Serhan Cevik (London)

Europe’s failure to open accession talks with Turkey reflects populist fears. Even though Turkey has already fulfilled the Copenhagen political criteria and the European Council made a unanimous decision to open accession negotiations with Turkey “without delay”, Europe’s leaders remain divided over the negotiating framework and thus over the start of accession talks. If the EU rejects the prospect of Turkish membership, financial markets would no doubt face a challenging outlook. However, in our view, by violating the basic principle of pacta sunt servanda, the EU would suffer even a greater loss in terms of political credibility and institutional legitimacy. Moreover, the refusal to accept the integration of a ‘Muslim’ country into a ‘Christian’ institutional sphere not only lacks legal justification but is also inconsistent with the foundations of today’s Europe. Turkey stands to gain a lot from the predictable path of accession talks, but closer ties with Turkey would also support the continent’s long-term strategic interests and give a competitive edge over other global players (see The Great Deception, May 26, 2005). Although we still think that the EU will eventually agree on opening accession talks with Turkey, we want to reiterate our view on the worst-case scenario.

In our view, political stability is behind Turkey’s macroeconomic stability. Political fragility was the most important reason for Turkey’s past failure to democratise and undertake a long list of structural reforms. However, political consolidation in the 2002 elections set the stage for a dramatic transformation in terms of institutional convergence and macroeconomic policy-making. This is why we believe that the Turkish economy is not as vulnerable to ‘exogenous shocks’ as it used to be in the past. In our opinion, Turkey is already a regional power and, if truth be told, does not need an ‘external anchor’ to complete its structural transformation. Of course, the prospect of EU membership played a key role in accelerating institutional reforms so far and likewise the accession process would drastically reduce the cost of transition. However, this is not sine qua non for Turkey’s institutional evolution towards liberal democracy and sustainable economic development. In other words, regardless of the forthcoming EU decision, Turkey should — and, in our view, will — stay on the existing ‘road map’ of democratisation and macroeconomic management (see What Plan B?, May 27, 2005).

The Turkish economy is strong enough to withstand financial oscillations. Structural reforms and predictable macroeconomic policies have helped, stabilising the Turkish economy and accelerating its growth momentum. Along with declining inflation rates, real GDP increased by 26.7%, on a cumulative basis, in the last three and a half years.

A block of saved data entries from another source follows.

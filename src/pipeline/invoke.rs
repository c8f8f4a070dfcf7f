//! Converter invocation: turn a mode into a pandoc command and run it.
//!
//! The command line is built by [`Invocation`] and executed by a
//! [`ConverterBackend`]. [`PandocRunner`] spawns the real process; tests
//! substitute a backend that records invocations instead, so nothing here
//! needs pandoc installed to be exercised.

use crate::config::ConversionMode;
use crate::error::Notion2TexError;
use std::ffi::OsString;
use std::future::Future;
use std::path::PathBuf;
use tracing::{debug, info, warn};

/// A fully-specified converter run.
#[derive(Debug, Clone, PartialEq, Eq)]
pub struct Invocation {
    /// Executable name or path.
    pub program: String,
    /// Cleaned Markdown to convert.
    pub input: PathBuf,
    /// LaTeX file to write.
    pub output: PathBuf,
    pub mode: ConversionMode,
}

impl Invocation {
    /// Arguments after the program name.
    ///
    /// `<input> -o <output>` plus `--template <path>` for template mode or
    /// `--standalone` for standalone mode. Fragment mode adds nothing.
    pub fn args(&self) -> Vec<OsString> {
        let mut args: Vec<OsString> = vec![
            self.input.clone().into_os_string(),
            "-o".into(),
            self.output.clone().into_os_string(),
        ];
        match &self.mode {
            ConversionMode::Template { path } => {
                args.push("--template".into());
                args.push(path.clone().into_os_string());
            }
            ConversionMode::Standalone => args.push("--standalone".into()),
            ConversionMode::Fragment => {}
        }
        args
    }

    /// The command line for display, with arguments quoted when they
    /// contain spaces.
    pub fn command_line(&self) -> String {
        std::iter::once(self.program.clone())
            .chain(self.args().iter().map(|a| quote(&a.to_string_lossy())))
            .collect::<Vec<_>>()
            .join(" ")
    }
}

fn quote(arg: &str) -> String {
    if arg.is_empty() || arg.chars().any(|c| c.is_whitespace() || c == '\'') {
        format!("'{}'", arg.replace('\'', r"'\''"))
    } else {
        arg.to_string()
    }
}

/// Runs an [`Invocation`] to completion.
///
/// Implementations report exactly three outcomes: `Ok(())`,
/// [`Notion2TexError::ConverterNotFound`], or
/// [`Notion2TexError::ConverterFailed`] (other spawn errors surface as
/// `ConverterFailed` with the OS error text).
pub trait ConverterBackend: Send + Sync {
    fn run(
        &self,
        invocation: &Invocation,
    ) -> impl Future<Output = Result<(), Notion2TexError>> + Send;
}

/// Backend that spawns the converter as a child process.
#[derive(Debug, Clone, Copy, Default)]
pub struct PandocRunner;

impl ConverterBackend for PandocRunner {
    async fn run(&self, invocation: &Invocation) -> Result<(), Notion2TexError> {
        info!("Running command: {}", invocation.command_line());

        let output = tokio::process::Command::new(&invocation.program)
            .args(invocation.args())
            .kill_on_drop(true)
            .output()
            .await
            .map_err(|e| {
                if e.kind() == std::io::ErrorKind::NotFound {
                    Notion2TexError::ConverterNotFound {
                        program: invocation.program.clone(),
                    }
                } else {
                    Notion2TexError::ConverterFailed {
                        program: invocation.program.clone(),
                        code: None,
                        stderr: format!("failed to start: {e}"),
                    }
                }
            })?;

        let stderr = String::from_utf8_lossy(&output.stderr).into_owned();
        if !output.status.success() {
            warn!(
                "{} exited with {:?}: {}",
                invocation.program,
                output.status.code(),
                stderr.trim_end()
            );
            return Err(Notion2TexError::ConverterFailed {
                program: invocation.program.clone(),
                code: output.status.code(),
                stderr,
            });
        }

        // pandoc prints warnings (missing images, unknown fields) on success too.
        if !stderr.trim().is_empty() {
            debug!("{} stderr: {}", invocation.program, stderr.trim_end());
        }
        Ok(())
    }
}
//! Pipeline entry points.
//!
//! [`convert`] runs every stage in order: clean, select a mode, invoke the
//! converter. [`clean_to_file`] stops after the cleaned Markdown is written.
//! The first fatal error aborts all remaining stages; nothing is retried.

use crate::config::PipelineConfig;
use crate::error::Notion2TexError;
use crate::output::{CleaningStats, PipelineReport};
use crate::pipeline::invoke::{ConverterBackend, Invocation, PandocRunner};
use crate::pipeline::select::{self, ModeMenu};
use crate::pipeline::{input, normalize};
use crate::prompt::Prompter;
use std::io::Write;
use std::path::{Path, PathBuf};
use std::time::Instant;
use tracing::{info, warn};

/// Read, clean and write the input Markdown.
///
/// Asks the heading-bold question through `prompter` unless
/// `config.strip_heading_bold` is set. Returns the cleaned file's path.
///
/// # Errors
/// - Input file not found / unreadable / empty
/// - Cleaned file could not be written
/// - The prompt's input closed before a valid answer
pub async fn clean_to_file<P: Prompter + ?Sized>(
    config: &PipelineConfig,
    prompter: &mut P,
) -> Result<(PathBuf, CleaningStats), Notion2TexError> {
    let input_path = config.input_path();
    info!("Cleaning '{}'", input_path.display());

    // ── Step 1: Read ─────────────────────────────────────────────────────
    let doc = input::read_document(&input_path).await?;
    let lines = doc.lines();

    if let Some(ref cb) = config.progress_callback {
        cb.on_clean_start(&input_path, lines.len());
    }

    // ── Step 2: Normalise ────────────────────────────────────────────────
    let strip_bold = match config.strip_heading_bold {
        Some(v) => v,
        None => select::ask_strip_heading_bold(prompter)?,
    };
    let normalized = normalize::normalize(&lines, strip_bold)?;

    // ── Step 3: Write ────────────────────────────────────────────────────
    let cleaned_path = config.cleaned_path();
    write_atomic(&cleaned_path, normalized.to_text()).await?;
    info!("Saved cleaned content to '{}'", cleaned_path.display());

    if let Some(ref cb) = config.progress_callback {
        cb.on_clean_complete(&cleaned_path, &normalized.stats);
    }

    Ok((cleaned_path, normalized.stats))
}

/// Run the whole pipeline with the real converter.
///
/// Equivalent to [`convert_with`] using [`PandocRunner`].
pub async fn convert<P: Prompter + ?Sized>(
    config: &PipelineConfig,
    prompter: &mut P,
) -> Result<PipelineReport, Notion2TexError> {
    convert_with(config, prompter, &PandocRunner).await
}

/// Run the whole pipeline with a caller-supplied converter backend.
///
/// # Returns
/// A [`PipelineReport`]; `output` and `mode` are `None` when
/// `config.clean_only` is set.
///
/// # Errors
/// Every [`Notion2TexError`] is fatal. A preset template that does not
/// exist yields [`Notion2TexError::TemplateNotFound`] before the converter is
/// invoked.
pub async fn convert_with<P, B>(
    config: &PipelineConfig,
    prompter: &mut P,
    backend: &B,
) -> Result<PipelineReport, Notion2TexError>
where
    P: Prompter + ?Sized,
    B: ConverterBackend,
{
    let clean_start = Instant::now();
    let (cleaned_path, stats) = clean_to_file(config, prompter).await?;
    let clean_duration_ms = clean_start.elapsed().as_millis() as u64;

    let mut report = PipelineReport {
        input: config.input_path(),
        cleaned: cleaned_path.clone(),
        output: None,
        mode: None,
        stats,
        clean_duration_ms,
        convert_duration_ms: 0,
    };

    if config.clean_only {
        info!("Clean-only run; skipping conversion");
        return Ok(report);
    }

    // ── Step 4: Select mode ──────────────────────────────────────────────
    let mode = match config.preset_mode() {
        Some(mode) => {
            select::validate_preset(&mode)?;
            mode
        }
        None => select::select_mode(prompter, &ModeMenu::from_config(config))?,
    };
    info!("Conversion mode: {}", mode);

    if let Some(ref cb) = config.progress_callback {
        cb.on_mode_selected(&mode);
    }

    // ── Step 5: Convert ──────────────────────────────────────────────────
    let invocation = Invocation {
        program: config.converter.clone(),
        input: cleaned_path,
        output: config.output_path(),
        mode: mode.clone(),
    };

    if let Some(ref cb) = config.progress_callback {
        cb.on_convert_start(&invocation.program, &invocation.command_line());
    }

    let convert_start = Instant::now();
    if let Err(e) = backend.run(&invocation).await {
        warn!("Conversion failed: {}", e);
        if let Some(ref cb) = config.progress_callback {
            cb.on_convert_error(&e.to_string());
        }
        return Err(e);
    }
    report.convert_duration_ms = convert_start.elapsed().as_millis() as u64;

    info!(
        "Converted '{}' to '{}' in {}ms",
        report.cleaned.display(),
        invocation.output.display(),
        report.convert_duration_ms
    );

    if let Some(ref cb) = config.progress_callback {
        cb.on_convert_complete(&invocation.output);
    }

    report.output = Some(invocation.output);
    report.mode = Some(mode);
    Ok(report)
}

/// Synchronous wrapper around [`convert`].
///
/// Creates a temporary tokio runtime internally.
pub fn convert_sync<P: Prompter + ?Sized>(
    config: &PipelineConfig,
    prompter: &mut P,
) -> Result<PipelineReport, Notion2TexError> {
    tokio::runtime::Runtime::new()
        .map_err(|e| Notion2TexError::Internal(format!("Failed to create tokio runtime: {}", e)))?
        .block_on(convert(config, prompter))
}

// ── Internal helpers ─────────────────────────────────────────────────────

/// Write `contents` to `path` via a temp file in the same directory, so a
/// failed write never leaves a truncated cleaned file behind.
async fn write_atomic(path: &Path, contents: String) -> Result<(), Notion2TexError> {
    let target = path.to_path_buf();
    let dir = target
        .parent()
        .filter(|p| !p.as_os_str().is_empty())
        .map(Path::to_path_buf)
        .unwrap_or_else(|| PathBuf::from("."));

    let write_target = target.clone();
    let result = tokio::task::spawn_blocking(move || -> std::io::Result<()> {
        let mut tmp = tempfile::NamedTempFile::new_in(&dir)?;
        tmp.write_all(contents.as_bytes())?;
        tmp.as_file().sync_all()?;
        tmp.persist(&write_target).map_err(|e| e.error)?;
        Ok(())
    })
    .await
    .unwrap_or_else(|e| Err(join_failure(e)));

    result.map_err(|source| Notion2TexError::WriteFailed {
        path: target,
        source,
    })
}

fn join_failure(e: tokio::task::JoinError) -> std::io::Error {
    std::io::Error::other(format!("write task failed: {e}"))
}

Would the EU’s rejection to start accession talks derail the economy off its welfare-enhancing path? As long as the Turkish authorities remain committed to prudent policies and structural adjustment, our answer is no. Of course, the country is not completely free from negative consequences of exogenous developments and still suffers from a variety of structural ailments. Nevertheless, we believe that the ruling government is aware of risks and would become even more dedicated to fiscal austerity and institutional reforms in order to curtail the consequences of financial oscillations.

Even the worst-case scenario would not lead to a catastrophe in the economy. The existing policy framework — based on a flexible exchange rate regime, fiscal consolidation and structural reforms — would limit the pass-through into the real economy. Since Turkey has already made significant progress in macroeconomic normalisation and reducing risks to debt dynamics, a financial shock may lead to below-trend growth (for a short period of time) but not to an economic recession, in our view. For example, the overall budget deficit narrowed from 12.3% of GDP in 2002 to 3.9% last year and, on our estimates, will decline to about 2.8% of GDP this year. Given that the Treasury has increased its borrowing maturity from 9 months in 2003 to around 26 months so far this year, the roll-over risk is no longer the most important risk factor. Therefore, even the worst-case scenario would lead to a temporary weakening of the lira and bond prices but not to an economic catastrophe, in our view.

The EU anchor is important for dealing with historical baggage. There are numerous benefits stemming from the accession process, but providing a favourable setting to address historical baggage and entrenched positions is probably the most important one. Turkey’s encouraging move on the Cyprus dilemma is a case in point. Therefore, the main risk of not having the EU anchor is, in our view, not economic fallout but a stalemate on political reforms and openings. This is why we have always argued that Europe needs Turkey as much as Turkey needs Europe.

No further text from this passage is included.